Your instructions » Each line of the records that holds "sync" should be shown in full.

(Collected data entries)
* * *

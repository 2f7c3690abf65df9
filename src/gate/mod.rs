//! Hysteresis gate.
//!
//! A filter with time restrictions: values only get through once they have
//! satisfied a threshold predicate continuously for `time_before_open`, and
//! keep getting through until the predicate has failed continuously for
//! `time_before_close`. A typical use is audio, where the gate opens when
//! the amplitude stays above a level and stays open a little after it drops
//! to avoid chopping short pauses.
//!
//! Both delays are measured from the moment the predicate's result last
//! flipped, not from the moment the gate last opened or closed.

use std::fmt;
use std::time::Duration;

pub use builder::GateBuilder;
pub use state::{GateState, GateStatus, ProcessResult};

use crate::config::GateTiming;
use crate::svc::{Clock, Instant, MonotonicClock};

mod builder;
mod state;

pub type ThresholdFn<T> = Box<dyn FnMut(&T) -> anyhow::Result<bool> + Send>;
pub type ClosedValueFn<T> = Box<dyn FnMut() -> T + Send>;

/// Stateful filter deciding, value by value, what goes downstream.
///
/// `process` takes `&mut self`: one gate belongs to one sequential
/// processing path. Move it into a worker if needed, but do not share it.
pub struct HysteresisGate<T, C = MonotonicClock> {
    threshold: ThresholdFn<T>,
    closed_value: Option<ClosedValueFn<T>>,
    timing: GateTiming,
    state: GateState,
    clock: C,
}

impl<T: 'static> HysteresisGate<T, MonotonicClock> {
    /// Gate with default delays that emits nothing while closed.
    pub fn new<F>(predicate: F) -> Self
    where
        F: FnMut(&T) -> bool + Send + 'static,
    {
        GateBuilder::new(predicate).build()
    }

    pub fn with_closed_value<F, G>(predicate: F, closed_value: G) -> Self
    where
        F: FnMut(&T) -> bool + Send + 'static,
        G: FnMut() -> T + Send + 'static,
    {
        GateBuilder::new(predicate).closed_value(closed_value).build()
    }

    pub fn with_timing<F>(predicate: F, timing: GateTiming) -> Self
    where
        F: FnMut(&T) -> bool + Send + 'static,
    {
        GateBuilder::new(predicate).timing(timing).build()
    }

    pub fn builder<F>(predicate: F) -> GateBuilder<T>
    where
        F: FnMut(&T) -> bool + Send + 'static,
    {
        GateBuilder::new(predicate)
    }

    pub fn try_builder<F>(predicate: F) -> GateBuilder<T>
    where
        F: FnMut(&T) -> anyhow::Result<bool> + Send + 'static,
    {
        GateBuilder::try_new(predicate)
    }
}

impl<T, C: Clock> HysteresisGate<T, C> {
    pub(crate) fn from_parts(
        threshold: ThresholdFn<T>,
        closed_value: Option<ClosedValueFn<T>>,
        timing: GateTiming,
        clock: C,
    ) -> Self {
        let state = GateState::new(clock.now());
        Self {
            threshold,
            closed_value,
            timing,
            state,
            clock,
        }
    }

    /// Runs one value through the gate.
    ///
    /// Must be called once per upstream value, in arrival order. If the
    /// predicate fails, its error is returned unchanged and the gate state
    /// is left exactly as it was.
    pub fn process(&mut self, value: T) -> anyhow::Result<ProcessResult<T>> {
        let passed = (self.threshold)(&value)?;
        let now = self.clock.now();

        let state = &mut self.state;

        if passed != state.should_open {
            log::trace!(
                "Threshold {} at {}ms",
                if passed { "passed" } else { "failed" },
                now.to_millis()
            );
            state.should_open = passed;
            state.last_transition = now;
        }

        let held = now.saturating_duration_since(state.last_transition);

        if state.should_open && !state.is_open && held >= self.timing.time_before_open {
            log::debug!("Gate opened after {}ms", held.as_millis());
            state.is_open = true;
        }

        if !state.should_open && state.is_open && held >= self.timing.time_before_close {
            log::debug!("Gate closed after {}ms", held.as_millis());
            state.is_open = false;
        }

        if state.is_open {
            Ok(ProcessResult::Pass(value))
        } else if let Some(closed_value) = self.closed_value.as_mut() {
            Ok(ProcessResult::Closed(closed_value()))
        } else {
            Ok(ProcessResult::Suppressed)
        }
    }

    pub fn clock(&self) -> &C {
        &self.clock
    }
}

impl<T, C> HysteresisGate<T, C> {
    pub fn is_open(&self) -> bool {
        self.state.is_open
    }

    pub fn status(&self) -> GateStatus {
        self.state.status()
    }

    pub fn should_open(&self) -> bool {
        self.state.should_open
    }

    pub fn state(&self) -> GateState {
        self.state
    }

    /// When the threshold result last flipped, on the gate's clock.
    pub fn last_transition(&self) -> Instant {
        self.state.last_transition
    }

    pub fn has_closed_value(&self) -> bool {
        self.closed_value.is_some()
    }

    pub fn timing(&self) -> GateTiming {
        self.timing
    }

    pub fn set_timing(&mut self, timing: GateTiming) {
        self.timing = timing;
    }

    pub fn time_before_open(&self) -> Duration {
        self.timing.time_before_open
    }

    /// Takes effect on the next processed value.
    pub fn set_time_before_open(&mut self, d: Duration) {
        self.timing.time_before_open = d;
    }

    pub fn time_before_close(&self) -> Duration {
        self.timing.time_before_close
    }

    /// Takes effect on the next processed value.
    pub fn set_time_before_close(&mut self, d: Duration) {
        self.timing.time_before_close = d;
    }
}

impl<T, C> fmt::Debug for HysteresisGate<T, C> {
    fn fmt(&self, f: &mut fmt::Formatter<'_>) -> fmt::Result {
        f.debug_struct("HysteresisGate")
            .field("timing", &self.timing)
            .field("state", &self.state)
            .field("has_closed_value", &self.closed_value.is_some())
            .finish_non_exhaustive()
    }
}

#[cfg(test)]
mod tests {
    use anyhow::anyhow;
    use insta::assert_debug_snapshot;

    use crate::config::{DEFAULT_GATE_CLOSE_TIME, DEFAULT_GATE_OPEN_TIME};
    use crate::svc::ManualClock;

    use super::*;

    const TICK: Duration = Duration::from_millis(100);

    fn make_gate<F>(
        predicate: F,
        open_ms: u64,
        close_ms: u64,
    ) -> (HysteresisGate<i32, ManualClock>, ManualClock)
    where
        F: FnMut(&i32) -> bool + Send + 'static,
    {
        let clock = ManualClock::new();
        let gate = HysteresisGate::builder(predicate)
            .timing(GateTiming::from_millis(open_ms, close_ms))
            .build_with_clock(clock.clone());
        (gate, clock)
    }

    fn feed<C: Clock>(
        gate: &mut HysteresisGate<i32, C>,
        clock: &ManualClock,
        values: &[i32],
    ) -> Vec<ProcessResult<i32>> {
        values
            .iter()
            .map(|&v| {
                clock.advance(TICK);
                gate.process(v).unwrap()
            })
            .collect()
    }

    #[test]
    fn test_initial_state() {
        let clock = ManualClock::from_millis(1_234);
        let gate = HysteresisGate::builder(|_: &i32| true).build_with_clock(clock);

        assert!(!gate.is_open());
        assert!(!gate.should_open());
        assert_eq!(gate.status(), GateStatus::Closed);
        assert_eq!(gate.last_transition(), Instant::from_millis(1_234));
        assert_eq!(gate.time_before_open(), DEFAULT_GATE_OPEN_TIME);
        assert_eq!(gate.time_before_close(), DEFAULT_GATE_CLOSE_TIME);
        assert!(!gate.has_closed_value());
    }

    #[test_log::test]
    fn test_results_carry_pass_closed_and_suppressed() {
        let clock = ManualClock::new();
        let mut gate = HysteresisGate::builder(|v: &i32| *v > 0)
            .closed_value(|| -1)
            .timing(GateTiming::from_millis(0, 0))
            .build_with_clock(clock.clone());

        let results = feed(&mut gate, &clock, &[5, 0, 7]);
        assert_debug_snapshot!(results, @r###"
        [
            Pass(
                5,
            ),
            Closed(
                -1,
            ),
            Pass(
                7,
            ),
        ]
        "###);

        let (mut gate, clock) = make_gate(|v| *v > 0, 0, 0);
        let results = feed(&mut gate, &clock, &[0]);
        assert_eq!(results, vec![ProcessResult::Suppressed]);
    }

    #[test_log::test]
    fn test_state_after_opening() {
        let (mut gate, clock) = make_gate(|v| *v == 2, 150, 150);

        feed(&mut gate, &clock, &[1, 2, 2, 2]);

        assert_debug_snapshot!(gate.state(), @r###"
        GateState {
            is_open: true,
            should_open: true,
            last_transition: Instant(
                200,
            ),
        }
        "###);
    }

    #[test]
    fn test_last_transition_only_moves_when_threshold_flips() {
        let (mut gate, clock) = make_gate(|v| *v == 2, 0, 0);

        feed(&mut gate, &clock, &[1, 1]);
        assert_eq!(gate.last_transition(), Instant::from_millis(0));

        feed(&mut gate, &clock, &[2]);
        assert_eq!(gate.last_transition(), Instant::from_millis(300));

        feed(&mut gate, &clock, &[2, 2]);
        assert_eq!(gate.last_transition(), Instant::from_millis(300));

        feed(&mut gate, &clock, &[1]);
        assert_eq!(gate.last_transition(), Instant::from_millis(600));
    }

    #[test]
    fn test_held_time_counts_from_threshold_flip_not_from_opening() {
        // opens at 300 after holding since 200, then a long close delay
        let (mut gate, clock) = make_gate(|v| *v == 2, 100, 250);

        feed(&mut gate, &clock, &[1, 2, 2]);
        assert!(gate.is_open());
        assert_eq!(gate.last_transition(), Instant::from_millis(200));

        // close timer starts at the failure, regardless of how long it was open
        let results = feed(&mut gate, &clock, &[1, 1, 1, 1]);
        assert_eq!(
            results,
            vec![
                ProcessResult::Pass(1),
                ProcessResult::Pass(1),
                ProcessResult::Pass(1),
                ProcessResult::Suppressed,
            ]
        );
    }

    #[test]
    fn test_rapid_toggling_never_changes_state() {
        let (mut gate, clock) = make_gate(|v| *v == 2, 150, 150);

        let results = feed(&mut gate, &clock, &[2, 1, 2, 1, 2, 1, 2, 1]);
        assert!(results.iter().all(|r| *r == ProcessResult::Suppressed));
        assert!(!gate.is_open());

        // open it, then toggle: it stays open
        feed(&mut gate, &clock, &[2, 2, 2]);
        assert!(gate.is_open());

        let results = feed(&mut gate, &clock, &[1, 2, 1, 2, 1]);
        assert!(results.iter().all(|r| r.is_emitted()));
        assert!(gate.is_open());
    }

    #[test]
    fn test_setters_take_effect_on_next_value() {
        let (mut gate, clock) = make_gate(|_| true, 1_000, 0);

        feed(&mut gate, &clock, &[1, 1]);
        assert!(!gate.is_open());

        gate.set_time_before_open(Duration::from_millis(100));
        assert!(!gate.is_open());

        feed(&mut gate, &clock, &[1]);
        assert!(gate.is_open());

        gate.set_timing(GateTiming::from_millis(7, 9));
        assert_eq!(gate.timing(), GateTiming::from_millis(7, 9));
        gate.set_time_before_close(Duration::from_millis(11));
        assert_eq!(gate.time_before_close(), Duration::from_millis(11));
    }

    #[test]
    fn test_predicate_error_leaves_state_untouched() {
        let clock = ManualClock::new();
        let mut gate = HysteresisGate::try_builder(|v: &i32| {
            if *v < 0 {
                Err(anyhow!("negative sample {v}"))
            } else {
                Ok(*v == 2)
            }
        })
        .timing(GateTiming::from_millis(0, 0))
        .build_with_clock(clock.clone());

        feed(&mut gate, &clock, &[2]);
        let before = gate.state();

        clock.advance(TICK);
        let err = gate.process(-3).unwrap_err();
        assert_eq!(err.to_string(), "negative sample -3");
        assert_eq!(gate.state(), before);
    }

    #[test]
    fn test_closed_value_not_called_while_open() {
        let clock = ManualClock::new();
        let calls = std::sync::Arc::new(std::sync::atomic::AtomicUsize::new(0));
        let counter = calls.clone();
        let mut gate = HysteresisGate::builder(|v: &i32| *v == 2)
            .closed_value(move || {
                counter.fetch_add(1, std::sync::atomic::Ordering::Relaxed);
                0
            })
            .timing(GateTiming::from_millis(0, 0))
            .build_with_clock(clock.clone());

        feed(&mut gate, &clock, &[2, 2, 1, 2]);
        assert_eq!(calls.load(std::sync::atomic::Ordering::Relaxed), 1);
    }

    #[test]
    fn test_debug_hides_closures() {
        let (gate, _clock) = make_gate(|_| true, 1, 2);
        let s = format!("{gate:?}");
        assert!(s.starts_with("HysteresisGate"));
        assert!(s.contains("has_closed_value: false"));
    }
}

* * *

Written answer »
        let calls = std::sync::Arc::new(std::sync::atomic::AtomicUsize::new(0));
                counter.fetch_add(1, std::sync::atomic::Ordering::Relaxed);
        assert_eq!(calls.load(std::sync::atomic::Ordering::Relaxed), 1);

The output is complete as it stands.